• About this exercise
Print the data below exactly, but only the lines from the one containing "pub struct Segments<'a>" down to the one containing "fn next(&mut self) -> Option<&'a", inclusive.
Input for this task: Begin
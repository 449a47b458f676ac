//! Lazy iteration over path segments and query parameters.

use super::Url;
use crate::encoding::EStr;
use std::{iter::FusedIterator, str};

impl Url {
    /// Returns an iterator over the encoded segments of the path.
    ///
    /// An empty path and the bare `"/"` yield no segments. A leading
    /// `"."` segment inserted to disambiguate the path is skipped;
    /// percent-encoded slashes do not split segments.
    ///
    /// # Examples
    ///
    /// ```
    /// use urlbuf::Url;
    ///
    /// let url = Url::parse("http://h/p%2fq")?;
    /// assert!(url.segments().eq(["p%2fq"]));
    ///
    /// let url = Url::parse("x:y:z/")?;
    /// assert!(url.segments().eq(["y:z", ""]));
    ///
    /// assert_eq!(Url::parse("/")?.segments().count(), 0);
    /// # Ok::<_, urlbuf::Error>(())
    /// ```
    #[must_use]
    pub fn segments(&self) -> Segments<'_> {
        Segments::new(self.encoded_path().as_str())
    }

    /// Returns the number of path segments, in agreement with
    /// [`segments`](Self::segments).
    #[must_use]
    pub fn segment_count(&self) -> usize {
        self.parts.nseg
    }

    /// Returns the `i`-th encoded segment of the path.
    ///
    /// A negative index counts from the back: `-1` is the last
    /// segment.
    ///
    /// # Examples
    ///
    /// ```
    /// use urlbuf::Url;
    ///
    /// let url = Url::parse("/path/to/the/file.txt")?;
    /// assert_eq!(url.encoded_segment(0).unwrap(), "path");
    /// assert_eq!(url.encoded_segment(-1).unwrap(), "file.txt");
    /// assert_eq!(url.encoded_segment(-2).unwrap(), "the");
    /// assert_eq!(url.encoded_segment(4), None);
    /// # Ok::<_, urlbuf::Error>(())
    /// ```
    #[must_use]
    pub fn encoded_segment(&self, i: isize) -> Option<&EStr> {
        let mut segments = self.segments();
        if i >= 0 {
            segments.nth(i as usize)
        } else {
            segments.nth_back((-(i + 1)) as usize)
        }
    }

    /// Returns an iterator over the `key[=value]` parameters of the
    /// query.
    ///
    /// Parameters are separated by `'&'`; a key without `'='` yields
    /// no value. An absent query yields no parameters.
    ///
    /// # Examples
    ///
    /// ```
    /// use urlbuf::Url;
    ///
    /// let url = Url::parse("http://h/?a=1&a=2&b=3")?;
    /// assert_eq!(url.param_count(), 3);
    /// assert_eq!(url.params().count_of("a"), 2);
    ///
    /// let first = url.params().next().unwrap();
    /// assert_eq!(first.key, "a");
    /// assert_eq!(first.value.unwrap(), "1");
    /// # Ok::<_, urlbuf::Error>(())
    /// ```
    #[must_use]
    pub fn params(&self) -> Params<'_> {
        Params {
            inner: self.encoded_query().map(|q| q.as_str().split('&')),
        }
    }

    /// Returns the number of query parameters, in agreement with
    /// [`params`](Self::params).
    #[must_use]
    pub fn param_count(&self) -> usize {
        self.parts.nparam
    }

    /// Recomputes the segment and parameter counts from the buffer.
    pub(crate) fn sync_counts(&mut self) {
        let nseg = self.segments().count();
        let nparam = match self.encoded_query() {
            Some(q) => q.as_str().split('&').count(),
            None => 0,
        };
        self.parts.nseg = nseg;
        self.parts.nparam = nparam;
    }
}

/// An iterator over the encoded segments of a path.
///
/// This struct is created by [`Url::segments`].
#[derive(Clone, Debug)]
pub struct Segments<'a> {
    inner: Option<str::Split<'a, char>>,
}

impl<'a> Segments<'a> {
    fn new(path: &'a str) -> Segments<'a> {
        if path.is_empty() || path == "/" {
            return Segments { inner: None };
        }
        let mut rest = path.strip_prefix('/').unwrap_or(path);
        // A "./" prefix only disambiguates the path; the "." is not a
        // segment of its own.
        if let Some(stripped) = rest.strip_prefix("./") {
            rest = stripped;
        }
        Segments {
            inner: Some(rest.split('/')),
        }
    }
}

impl<'a> Iterator for Segments<'a> {
    type Item = &'a EStr;

    fn next(&mut self) -> Option<&'a EStr> {
        self.inner.as_mut()?.next().map(EStr::new_validated)
    }

    fn size_hint(&self) -> (usize, Option<usize>) {
        match &self.inner {
            Some(split) => split.size_hint(),
            None => (0, Some(0)),
        }
    }
}

impl<'a> DoubleEndedIterator for Segments<'a> {
    fn next_back(&mut self) -> Option<&'a EStr> {
        self.inner.as_mut()?.next_back().map(EStr::new_validated)
    }
}

impl FusedIterator for Segments<'_> {}

/// One `key[=value]` pair of a query.
#[derive(Clone, Copy, Debug, PartialEq, Eq)]
pub struct Param<'a> {
    /// The encoded key, before the first `'='`.
    pub key: &'a EStr,
    /// The encoded value, or `None` for a key with no `'='`.
    pub value: Option<&'a EStr>,
}

/// An iterator over the parameters of a query.
///
/// This struct is created by [`Url::params`].
#[derive(Clone, Debug)]
pub struct Params<'a> {
    inner: Option<str::Split<'a, char>>,
}

impl<'a> Params<'a> {
    /// Counts the parameters whose encoded key equals `key`.
    #[must_use]
    pub fn count_of(self, key: &str) -> usize {
        self.filter(|param| param.key == key).count()
    }
}

impl<'a> Iterator for Params<'a> {
    type Item = Param<'a>;

    fn next(&mut self) -> Option<Param<'a>> {
        let pair = self.inner.as_mut()?.next()?;
        Some(match pair.split_once('=') {
            Some((key, value)) => Param {
                key: EStr::new_validated(key),
                value: Some(EStr::new_validated(value)),
            },
            None => Param {
                key: EStr::new_validated(pair),
                value: None,
            },
        })
    }
}

impl FusedIterator for Params<'_> {}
Input for this task: End
• Problem solution
pub struct Segments<'a> {
    inner: Option<str::Split<'a, char>>,
}

impl<'a> Segments<'a> {
    fn new(path: &'a str) -> Segments<'a> {
        if path.is_empty() || path == "/" {
            return Segments { inner: None };
        }
        let mut rest = path.strip_prefix('/').unwrap_or(path);
        // A "./" prefix only disambiguates the path; the "." is not a
        // segment of its own.
        if let Some(stripped) = rest.strip_prefix("./") {
            rest = stripped;
        }
        Segments {
            inner: Some(rest.split('/')),
        }
    }
}

impl<'a> Iterator for Segments<'a> {
    type Item = &'a EStr;

    fn next(&mut self) -> Option<&'a EStr> {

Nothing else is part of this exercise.